**Required action**
Print nothing except the lines of the listing below from the line with "and only ever" to the line with "a page, not even a brand new", each exactly as written, both ends included.

**Data shown**
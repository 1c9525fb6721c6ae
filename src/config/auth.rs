use std::{
    path::{Path, PathBuf},
    time::Duration,
};

use serde::Deserialize;

#[derive(Debug, Clone, Default, Deserialize)]
pub struct AuthConfig {
    /// redb file holding issued tokens. Tokens live in memory when unset.
    #[serde(default)]
    pub tokens_path: Option<PathBuf>,
    /// Token lifetime. Tokens never expire when unset.
    #[serde(default)]
    pub token_ttl_secs: Option<u64>,
    #[serde(default)]
    pub users: Vec<UserEntry>,
}

impl AuthConfig {
    pub fn normalize_paths(&mut self, base_dir: &Path) {
        if let Some(path) = self.tokens_path.as_mut()
            && path.is_relative()
        {
            *path = base_dir.join(&*path);
        }
    }

    pub fn token_ttl(&self) -> Option<Duration> {
        self.token_ttl_secs.map(Duration::from_secs)
    }
}

/// A user allowed to log in. `password_hash` is an Argon2 PHC string,
/// as printed by `elephant hash-password`.
#[derive(Debug, Clone, Deserialize)]
pub struct UserEntry {
    pub name: String,
    pub password_hash: String,
}
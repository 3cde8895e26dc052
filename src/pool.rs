use std::{process, ptr::NonNull};

use crate::{
    align::align_up,
    block::{BlockHeader, BLOCK_HEADER_SIZE},
    error::RequestTooLarge,
    page::Page,
    platform, Pointer,
};

/// Construction parameters for a [`PagePool`].
///
/// ```
/// use pagepool::{PoolConfig, KILO};
///
/// let config = PoolConfig::new(64 * KILO, 128).grow_on_exhaustion(false);
/// assert_eq!(config.page_size, 64 * KILO);
/// ```
#[derive(Debug, Clone, Copy)]
pub struct PoolConfig {
    /// Size in bytes of every page the pool will ever request. Pick it so
    /// a typical working set fits in a handful of pages.
    pub page_size: usize,
    /// Headroom in bytes the caller tolerates inside a chosen block. When
    /// the leftover of a block is not comfortably larger than this, the
    /// pool hands out the whole block instead of splitting it. A good
    /// value is the size of the smallest asset that will be allocated.
    pub fragment_threshold: usize,
    /// When false, failing to find space in the existing pages is fatal
    /// instead of triggering a new page request.
    pub grow_on_exhaustion: bool,
}

impl PoolConfig {
    /// Builds a config that grows on exhaustion, which is what most
    /// callers want.
    pub fn new(page_size: usize, fragment_threshold: usize) -> Self {
        Self {
            page_size,
            fragment_threshold,
            grow_on_exhaustion: true,
        }
    }

    /// Overrides the growth policy.
    pub fn grow_on_exhaustion(mut self, grow: bool) -> Self {
        self.grow_on_exhaustion = grow;
        self
    }
}

/// Variable-size allocator backed by platform provided pages.
///
/// The pool owns a vector of [`Page`]s in creation order. The vector is
/// both the page list (the search walks it front to back, new pages are
/// pushed at the back) and the index that lets [`PagePool::free`] find a
/// block's owning page in constant time from the page index stored in
/// its header.
///
/// One page is requested up front at construction; more appear lazily
/// when a request doesn't fit anywhere, if growth is enabled. Pages are
/// only returned to the platform when the pool is dropped.
///
/// All operations need `&mut self` and nothing is synchronized, so the
/// borrow checker enforces the single writer model. Use one pool per
/// thread or add an external lock.
pub struct PagePool {
    page_size: usize,
    fragment_threshold: usize,
    grow_on_exhaustion: bool,
    pages: Vec<Page>,
}

impl PagePool {
    /// Builds a pool that grows on exhaustion and immediately requests
    /// its first page. Shorthand for [`PagePool::with_config`] with the
    /// default growth policy.
    ///
    /// # Aborts
    ///
    /// If the platform refuses to provide the first page the process is
    /// aborted after logging a diagnostic, as with any other page
    /// request.
    ///
    /// # Panics
    ///
    /// If `page_size` is not larger than the block header, since such a
    /// page could not hold a single byte of payload.
    pub fn new(page_size: usize, fragment_threshold: usize) -> Self {
        Self::with_config(PoolConfig::new(page_size, fragment_threshold))
    }

    /// Builds a pool from an explicit [`PoolConfig`]. See
    /// [`PagePool::new`] for the failure behavior.
    pub fn with_config(config: PoolConfig) -> Self {
        assert!(
            config.page_size > BLOCK_HEADER_SIZE,
            "page_size must exceed the {BLOCK_HEADER_SIZE} byte block header"
        );

        let Some(buffer) = (unsafe { platform::request_memory(config.page_size) }) else {
            log::error!(
                "Bad Allocation detected during PagePool construction. Application Terminated."
            );
            process::abort();
        };

        let first_page = unsafe { Page::new(buffer, config.page_size, 0) };

        Self {
            page_size: config.page_size,
            fragment_threshold: config.fragment_threshold,
            grow_on_exhaustion: config.grow_on_exhaustion,
            pages: vec![first_page],
        }
    }

    /// Size in bytes of every page of this pool.
    pub fn page_size(&self) -> usize {
        self.page_size
    }

    /// Number of pages requested so far. Starts at 1 and only ever
    /// grows.
    pub fn page_count(&self) -> usize {
        self.pages.len()
    }

    pub(crate) fn pages(&self) -> &[Page] {
        &self.pages
    }

    /// Returns a pointer to a writable region of at least `size` bytes,
    /// valid until the matching [`PagePool::free`] or until the pool is
    /// dropped. The region is aligned at least as strictly as the block
    /// header.
    ///
    /// The request is rounded up internally to the header's alignment so
    /// that the header written after the block stays aligned; the caller
    /// may use the extra bytes but doesn't have to.
    ///
    /// # Errors
    ///
    /// Requests that could never fit in a page, not even a brand new
    /// empty one, are rejected with [`RequestTooLarge`].
    ///
    /// # Aborts
    ///
    /// When no existing page can serve the request and growth is
    /// disabled, or the platform refuses to provide a new page, the pool
    /// releases everything it holds, logs a diagnostic and aborts the
    /// process.
    pub fn allocate(&mut self, size: usize) -> Result<NonNull<u8>, RequestTooLarge> {
        let capacity = self.page_size - BLOCK_HEADER_SIZE;
        if size > capacity || align_up(size) > capacity {
            log::warn!(
                "requested memory size exceeds page capacity \
                 ({size} bytes requested, {capacity} usable per page)"
            );
            return Err(RequestTooLarge {
                requested: size,
                page_size: self.page_size,
            });
        }

        let size = align_up(size);

        unsafe {
            for index in 0..self.pages.len() {
                let page = &self.pages[index];

                // Fast cutoff before walking the block list. Note the
                // `>=`: a page whose free bytes match the request exactly
                // is skipped as well, trading that corner case for
                // cheaper pruning.
                if size >= page.mem_left {
                    continue;
                }

                if let Some(block) = Self::worst_fit(page, size) {
                    return Ok(self.place(index, block, size));
                }
            }

            if !self.grow_on_exhaustion {
                self.release_all_pages();
                log::error!("Bad Allocation detected. Application Terminated.");
                process::abort();
            }

            // A fresh page holds a single spanning free block and the
            // capacity check above guarantees the request fits in it.
            let index = self.request_new_page();
            let block = self.pages[index].first_block();
            Ok(self.place(index, block, size))
        }
    }

    /// Marks the block that owns `ptr` as available again, merges it with
    /// its free neighbors and credits the page's free byte counter. The
    /// forward neighbor is merged before the backward one so the backward
    /// merge already sees the extended size.
    ///
    /// # Safety
    ///
    /// `ptr` must be a pointer previously returned by
    /// [`PagePool::allocate`] on this same pool and not freed since.
    /// Double frees, foreign pointers and writes through `ptr` after this
    /// call are undefined behavior; the pool does not detect them.
    pub unsafe fn free(&mut self, ptr: NonNull<u8>) {
        let mut block = BlockHeader::from_payload_address(ptr);
        block.as_mut().available = true;

        let page = &mut self.pages[block.as_ref().page_index as usize];
        page.mem_left += block.as_ref().size;

        if block.as_ref().next.is_some_and(|next| next.as_ref().available) {
            let next = block.as_ref().next.unwrap();
            block.as_mut().size += next.as_ref().total_size();
            page.blocks.remove(next);
            page.mem_left += BLOCK_HEADER_SIZE;
        }

        if block.as_ref().prev.is_some_and(|prev| prev.as_ref().available) {
            let mut prev = block.as_ref().prev.unwrap();
            prev.as_mut().size += block.as_ref().total_size();
            page.blocks.remove(block);
            page.mem_left += BLOCK_HEADER_SIZE;
        }
    }

    /// Returns the available block of maximal size that can hold `size`
    /// bytes, or `None` if the page has no such block. Ties go to the
    /// block that comes first in address order.
    unsafe fn worst_fit(page: &Page, size: usize) -> Pointer<BlockHeader> {
        let mut candidate: Pointer<BlockHeader> = None;

        for block in page.blocks.iter() {
            if !block.as_ref().available || size > block.as_ref().size {
                continue;
            }

            let larger = match candidate {
                Some(current) => block.as_ref().size > current.as_ref().size,
                None => true,
            };

            if larger {
                candidate = Some(block);
            }
        }

        candidate
    }

    /// Carves `size` bytes out of the free `block` in page `index` and
    /// returns the payload address.
    ///
    /// When the headroom left in the block is comfortably larger than the
    /// fragmentation threshold (strictly larger than threshold plus one
    /// header) the leftover becomes a new free block spliced right after
    /// this one. Otherwise the whole block is handed out and the headroom
    /// rides along as internal fragmentation, reclaimed when the block is
    /// freed.
    unsafe fn place(
        &mut self,
        index: usize,
        mut block: NonNull<BlockHeader>,
        size: usize,
    ) -> NonNull<u8> {
        let page = &mut self.pages[index];
        let headroom = block.as_ref().size - size;

        if headroom > self.fragment_threshold + BLOCK_HEADER_SIZE {
            let address =
                NonNull::new_unchecked(BlockHeader::payload_address_of(block).as_ptr().add(size));

            page.blocks
                .insert_after(block, address, headroom - BLOCK_HEADER_SIZE, page.index);
            block.as_mut().size = size;

            // The split wrote one more header into what used to be free
            // payload.
            page.mem_left -= BLOCK_HEADER_SIZE;
        }

        block.as_mut().available = false;
        page.mem_left -= block.as_ref().size;

        BlockHeader::payload_address_of(block)
    }

    /// Appends a fresh page to the pool and returns its index.
    ///
    /// On platform failure every page held so far is released, a
    /// diagnostic is logged and the process aborts.
    unsafe fn request_new_page(&mut self) -> usize {
        let Some(buffer) = platform::request_memory(self.page_size) else {
            self.release_all_pages();
            log::error!("Bad Allocation detected. Application Terminated.");
            process::abort();
        };

        let index = self.pages.len();
        self.pages.push(Page::new(buffer, self.page_size, index as u32));

        index
    }

    /// Hands every page buffer back to the platform, in list order. Used
    /// by the fatal paths and by [`Drop`].
    fn release_all_pages(&mut self) {
        let page_size = self.page_size;

        for page in self.pages.drain(..) {
            unsafe { platform::return_memory(page.buffer, page_size) };
        }
    }
}

impl Drop for PagePool {
    fn drop(&mut self) {
        self.release_all_pages();
    }
}
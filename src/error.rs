use thiserror::Error;

/// The one recoverable allocation failure: the request can never fit in a
/// page, not even a brand new one, because a page has to hold a block
/// header next to the payload.
///
/// Everything else that can go wrong while allocating (the platform
/// refusing to hand out another page, or exhaustion with growth turned
/// off) is treated as fatal by [`crate::PagePool`] and never surfaces as
/// an error value.
#[derive(Debug, Clone, Copy, PartialEq, Eq, Error)]
#[error("requested {requested} bytes but a {page_size} byte page cannot hold that much payload")]
pub struct RequestTooLarge {
    /// Size passed to `allocate`, before any internal rounding.
    pub requested: usize,
    /// The pool's configured page size.
    pub page_size: usize,
}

**Written solution**
    /// Number of pages requested so far. Starts at 1 and only ever
    /// grows.
    pub fn page_count(&self) -> usize {
        self.pages.len()
    }

    pub(crate) fn pages(&self) -> &[Page] {
        &self.pages
    }

    /// Returns a pointer to a writable region of at least `size` bytes,
    /// valid until the matching [`PagePool::free`] or until the pool is
    /// dropped. The region is aligned at least as strictly as the block
    /// header.
    ///
    /// The request is rounded up internally to the header's alignment so
    /// that the header written after the block stays aligned; the caller
    /// may use the extra bytes but doesn't have to.
    ///
    /// # Errors
    ///
    /// Requests that could never fit in a page, not even a brand new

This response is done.